Problem details »
Go through the records and report each line in which the word "PackResult" occurs.

Stored data entries
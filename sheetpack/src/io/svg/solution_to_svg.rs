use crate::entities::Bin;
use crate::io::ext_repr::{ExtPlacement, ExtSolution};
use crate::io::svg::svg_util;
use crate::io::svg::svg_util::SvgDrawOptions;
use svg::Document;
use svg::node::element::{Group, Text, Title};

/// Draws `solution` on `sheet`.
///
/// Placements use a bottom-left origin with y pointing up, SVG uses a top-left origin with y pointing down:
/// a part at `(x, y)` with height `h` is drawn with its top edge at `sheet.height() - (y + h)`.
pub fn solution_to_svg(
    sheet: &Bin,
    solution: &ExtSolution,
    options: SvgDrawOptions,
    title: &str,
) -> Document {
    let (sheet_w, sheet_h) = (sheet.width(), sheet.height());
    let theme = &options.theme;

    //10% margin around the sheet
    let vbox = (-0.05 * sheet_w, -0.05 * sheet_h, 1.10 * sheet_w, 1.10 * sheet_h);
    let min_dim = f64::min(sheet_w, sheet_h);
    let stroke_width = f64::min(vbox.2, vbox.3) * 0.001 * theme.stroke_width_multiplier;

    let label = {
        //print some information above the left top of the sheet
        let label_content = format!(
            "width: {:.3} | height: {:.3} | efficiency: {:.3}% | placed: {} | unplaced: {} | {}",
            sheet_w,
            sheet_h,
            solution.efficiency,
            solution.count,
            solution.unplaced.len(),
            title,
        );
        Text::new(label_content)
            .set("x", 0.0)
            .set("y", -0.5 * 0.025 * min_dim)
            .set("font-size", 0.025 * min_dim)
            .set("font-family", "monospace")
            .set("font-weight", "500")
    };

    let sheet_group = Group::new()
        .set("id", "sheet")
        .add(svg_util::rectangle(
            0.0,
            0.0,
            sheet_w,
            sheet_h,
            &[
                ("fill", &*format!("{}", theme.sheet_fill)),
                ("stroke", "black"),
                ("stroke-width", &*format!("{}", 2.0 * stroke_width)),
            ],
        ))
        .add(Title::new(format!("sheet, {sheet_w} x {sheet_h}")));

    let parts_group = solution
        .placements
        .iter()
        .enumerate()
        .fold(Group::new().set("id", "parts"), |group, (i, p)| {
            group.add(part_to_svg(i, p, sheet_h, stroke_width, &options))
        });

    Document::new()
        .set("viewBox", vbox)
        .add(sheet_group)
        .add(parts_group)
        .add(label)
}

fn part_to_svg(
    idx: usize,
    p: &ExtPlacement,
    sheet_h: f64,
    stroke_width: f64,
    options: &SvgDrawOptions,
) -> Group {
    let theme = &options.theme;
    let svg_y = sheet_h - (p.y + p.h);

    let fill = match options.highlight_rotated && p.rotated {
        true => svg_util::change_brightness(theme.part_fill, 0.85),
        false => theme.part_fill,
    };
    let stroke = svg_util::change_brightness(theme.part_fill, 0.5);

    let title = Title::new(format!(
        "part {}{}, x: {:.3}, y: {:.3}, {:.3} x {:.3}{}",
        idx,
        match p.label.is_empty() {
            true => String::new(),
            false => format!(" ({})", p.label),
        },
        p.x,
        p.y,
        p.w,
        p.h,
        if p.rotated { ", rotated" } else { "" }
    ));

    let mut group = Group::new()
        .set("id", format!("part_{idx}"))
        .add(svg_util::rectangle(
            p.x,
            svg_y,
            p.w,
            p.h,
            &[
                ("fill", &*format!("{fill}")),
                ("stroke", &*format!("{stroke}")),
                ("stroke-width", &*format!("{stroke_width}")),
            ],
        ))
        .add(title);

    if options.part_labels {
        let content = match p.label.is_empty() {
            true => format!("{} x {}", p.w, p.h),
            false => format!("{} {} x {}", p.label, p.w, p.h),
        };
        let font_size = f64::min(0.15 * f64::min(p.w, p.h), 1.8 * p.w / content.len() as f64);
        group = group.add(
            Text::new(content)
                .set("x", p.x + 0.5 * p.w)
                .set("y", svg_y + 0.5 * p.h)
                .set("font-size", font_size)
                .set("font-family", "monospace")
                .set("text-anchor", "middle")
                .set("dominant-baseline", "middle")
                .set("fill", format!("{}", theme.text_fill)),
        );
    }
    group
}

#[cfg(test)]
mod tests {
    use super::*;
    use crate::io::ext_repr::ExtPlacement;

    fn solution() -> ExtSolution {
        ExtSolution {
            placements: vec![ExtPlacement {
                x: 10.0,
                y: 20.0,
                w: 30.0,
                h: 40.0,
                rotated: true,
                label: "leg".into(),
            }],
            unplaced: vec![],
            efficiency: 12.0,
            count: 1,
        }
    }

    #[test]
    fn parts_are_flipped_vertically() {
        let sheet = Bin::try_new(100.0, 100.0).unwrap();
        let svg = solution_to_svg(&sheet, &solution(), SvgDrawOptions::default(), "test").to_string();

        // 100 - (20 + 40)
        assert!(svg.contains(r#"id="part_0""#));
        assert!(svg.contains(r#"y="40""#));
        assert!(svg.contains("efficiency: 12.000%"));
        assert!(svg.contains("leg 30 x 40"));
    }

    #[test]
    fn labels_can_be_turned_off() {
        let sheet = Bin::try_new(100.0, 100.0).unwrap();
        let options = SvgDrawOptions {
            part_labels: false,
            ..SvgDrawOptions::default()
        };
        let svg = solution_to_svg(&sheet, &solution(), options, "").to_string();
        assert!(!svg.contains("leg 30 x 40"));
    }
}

...

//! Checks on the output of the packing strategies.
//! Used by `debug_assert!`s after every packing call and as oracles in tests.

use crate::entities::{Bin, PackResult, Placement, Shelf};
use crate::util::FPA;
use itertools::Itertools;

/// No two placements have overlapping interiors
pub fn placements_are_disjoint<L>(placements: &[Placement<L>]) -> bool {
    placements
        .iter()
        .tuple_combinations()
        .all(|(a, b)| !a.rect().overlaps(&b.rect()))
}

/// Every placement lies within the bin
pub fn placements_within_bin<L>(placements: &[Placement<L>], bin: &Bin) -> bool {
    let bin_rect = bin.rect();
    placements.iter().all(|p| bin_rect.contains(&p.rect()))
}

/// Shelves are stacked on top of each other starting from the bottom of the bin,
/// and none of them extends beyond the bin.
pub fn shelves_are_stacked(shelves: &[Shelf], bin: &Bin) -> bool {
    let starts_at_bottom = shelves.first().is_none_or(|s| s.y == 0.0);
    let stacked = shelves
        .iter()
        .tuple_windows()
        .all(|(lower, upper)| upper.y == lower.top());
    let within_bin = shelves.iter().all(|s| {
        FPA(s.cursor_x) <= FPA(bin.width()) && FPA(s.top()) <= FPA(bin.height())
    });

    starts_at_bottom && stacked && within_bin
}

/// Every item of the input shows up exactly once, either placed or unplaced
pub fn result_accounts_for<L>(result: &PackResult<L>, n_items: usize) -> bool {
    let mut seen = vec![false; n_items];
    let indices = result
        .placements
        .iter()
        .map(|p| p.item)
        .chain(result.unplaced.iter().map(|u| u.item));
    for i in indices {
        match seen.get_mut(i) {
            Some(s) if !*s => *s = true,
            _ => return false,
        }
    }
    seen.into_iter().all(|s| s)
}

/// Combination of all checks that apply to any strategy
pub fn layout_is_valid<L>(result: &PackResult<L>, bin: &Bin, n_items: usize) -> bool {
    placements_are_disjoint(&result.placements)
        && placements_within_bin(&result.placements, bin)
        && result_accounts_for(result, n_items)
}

Written reply »
use crate::entities::{Bin, PackResult, Placement, Shelf};
pub fn result_accounts_for<L>(result: &PackResult<L>, n_items: usize) -> bool {
pub fn layout_is_valid<L>(result: &PackResult<L>, bin: &Bin, n_items: usize) -> bool {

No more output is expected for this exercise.